Rhodamine red

Coronary arterioles were embedded in OCT compound (Tissue-Tek; Electron Microscopy Sciences, Hatfield, PA, USA) and frozen sections (10 μm thickness) were fixed in 4% paraformaldehyde for immunohistochemical analysis as described previously [83 (link),84 (link)]. Immunolabelling was performed using a mouse monoclonal antibody against eNOS (610297, 1:100 dilution; BD Biosciences, Franklin Lakes, NJ, USA) and a rabbit polyclonal antibody against PKCβ2 (sc-210, 1:100 dilution; Santa Cruz Biotechnology, Dallas, TX, USA).

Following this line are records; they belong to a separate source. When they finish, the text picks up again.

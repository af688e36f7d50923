//! Runs every bake stage for a single tile.

use thiserror::Error;
use tracing::debug;

use crate::{
    Aabb3d, CompactHeightfield, CompactHeightfieldError, ContourSet, DetailNavmesh,
    DetailNavmeshError, Heightfield, HeightfieldBuilder, HeightfieldBuilderError, NavmeshConfig,
    PolygonMeshError, PolygonNavmesh, RasterizationError, RegionBuildError, TriMesh,
};

/// Polygon flag given to every polygon with a walkable area.
pub const WALKABLE_POLY_FLAGS: u16 = 1;

/// The meshes produced for one tile.
#[derive(Debug, Clone)]
pub struct TileBuildOutput {
    /// The convex polygon mesh in cell coordinates.
    pub polygon_mesh: PolygonNavmesh,
    /// The height detail of each polygon in world space.
    pub detail_mesh: DetailNavmesh,
    /// Retained intermediate results, when requested.
    pub intermediates: Option<TileIntermediates>,
}

/// Intermediate bake data kept for inspection and debug drawing.
#[derive(Debug, Clone)]
pub struct TileIntermediates {
    /// The filtered solid heightfield.
    pub heightfield: Heightfield,
    /// The eroded compact heightfield with regions.
    pub compact_heightfield: CompactHeightfield,
    /// The simplified contours.
    pub contour_set: ContourSet,
}

/// Bakes the tile covering `tile_bounds` from `trimesh`.
///
/// The heightfield is grown by the configured border on all sides so that obstacles of
/// neighboring tiles are taken into account. Triangles outside of it are ignored.
/// When `keep_debug_data` is set, the heightfield, compact heightfield and contours are returned
/// in [`TileBuildOutput::intermediates`].
pub fn build_tile(
    trimesh: &TriMesh,
    config: &NavmeshConfig,
    tile_bounds: Aabb3d,
    keep_debug_data: bool,
) -> Result<TileBuildOutput, BakeError> {
    let pad = config.border_size as f32 * config.cell_size;
    let mut aabb = tile_bounds;
    aabb.min.x -= pad;
    aabb.min.z -= pad;
    aabb.max.x += pad;
    aabb.max.z += pad;

    let mut heightfield = HeightfieldBuilder {
        aabb,
        cell_size: config.cell_size,
        cell_height: config.cell_height,
    }
    .build()?;

    heightfield.rasterize_triangles(trimesh, config.walkable_climb)?;

    // Remove overhangs caused by the conservative rasterization
    // and spans where the character cannot possibly stand.
    heightfield.filter_low_hanging_walkable_obstacles(config.walkable_climb);
    heightfield.filter_ledge_spans(config.walkable_height, config.walkable_climb);
    heightfield.filter_walkable_low_height_spans(config.walkable_height);

    let mut compact_heightfield = CompactHeightfield::from_heightfield(
        &heightfield,
        config.walkable_height,
        config.walkable_climb,
    )?;
    compact_heightfield.erode_walkable_area(config.walkable_radius);
    compact_heightfield.build_distance_field();
    compact_heightfield.build_regions(
        config.border_size,
        config.min_region_area,
        config.merge_region_area,
    )?;

    let contour_set = compact_heightfield.build_contours(
        config.max_simplification_error,
        config.max_edge_len,
        config.contour_flags,
    );
    let retained_contours = keep_debug_data.then(|| contour_set.clone());

    let mut polygon_mesh = contour_set.into_polygon_mesh(config.max_vertices_per_polygon)?;
    for (flags, area) in polygon_mesh.flags.iter_mut().zip(&polygon_mesh.areas) {
        if area.is_walkable() {
            *flags = WALKABLE_POLY_FLAGS;
        }
    }

    let detail_mesh = DetailNavmesh::new(
        &polygon_mesh,
        &compact_heightfield,
        config.detail_sample_dist,
        config.detail_sample_max_error,
    )?;

    debug!(
        polygons = polygon_mesh.polygon_count(),
        vertices = polygon_mesh.vertices.len(),
        detail_triangles = detail_mesh.triangles.len(),
        "baked tile"
    );

    let intermediates = retained_contours.map(|contour_set| TileIntermediates {
        heightfield,
        compact_heightfield,
        contour_set,
    });
    Ok(TileBuildOutput {
        polygon_mesh,
        detail_mesh,
        intermediates,
    })
}

/// Errors that abort a tile bake.
#[derive(Error, Debug)]
pub enum BakeError {
    /// The tile heightfield could not be allocated.
    #[error("Failed to create heightfield: {0}")]
    Heightfield(#[from] HeightfieldBuilderError),
    /// A triangle could not be rasterized.
    #[error("Failed to rasterize geometry: {0}")]
    Rasterization(#[from] RasterizationError),
    /// The compact heightfield could not be built.
    #[error("Failed to build compact heightfield: {0}")]
    CompactHeightfield(#[from] CompactHeightfieldError),
    /// Watershed partitioning failed.
    #[error("Failed to build regions: {0}")]
    Regions(#[from] RegionBuildError),
    /// The polygon mesh could not be built.
    #[error("Failed to build polygon mesh: {0}")]
    PolygonMesh(#[from] PolygonMeshError),
    /// The detail mesh could not be built.
    #[error("Failed to build detail mesh: {0}")]
    DetailMesh(#[from] DetailNavmeshError),
}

The slides were then incubated with rhodamine red-labeled (Jackson Laboratories, West Grove, PA, USA) and FITC-labeled (Jackson Laboratories) secondary antibodies. Staining control tissues were exposed for the same duration to non-immune serum (Jackson Laboratories) in place of primary antibody. Slides were observed for red (rhodamine red for PKCβ2) and green (FITC for eNOS) images under a fluorescence microscope (Axiovert 200, Zeiss, Jena, Germany) and analyzed using ImageJ software (National Institutes of Health, Bethesda, MD, USA) as described previously [20 (link)].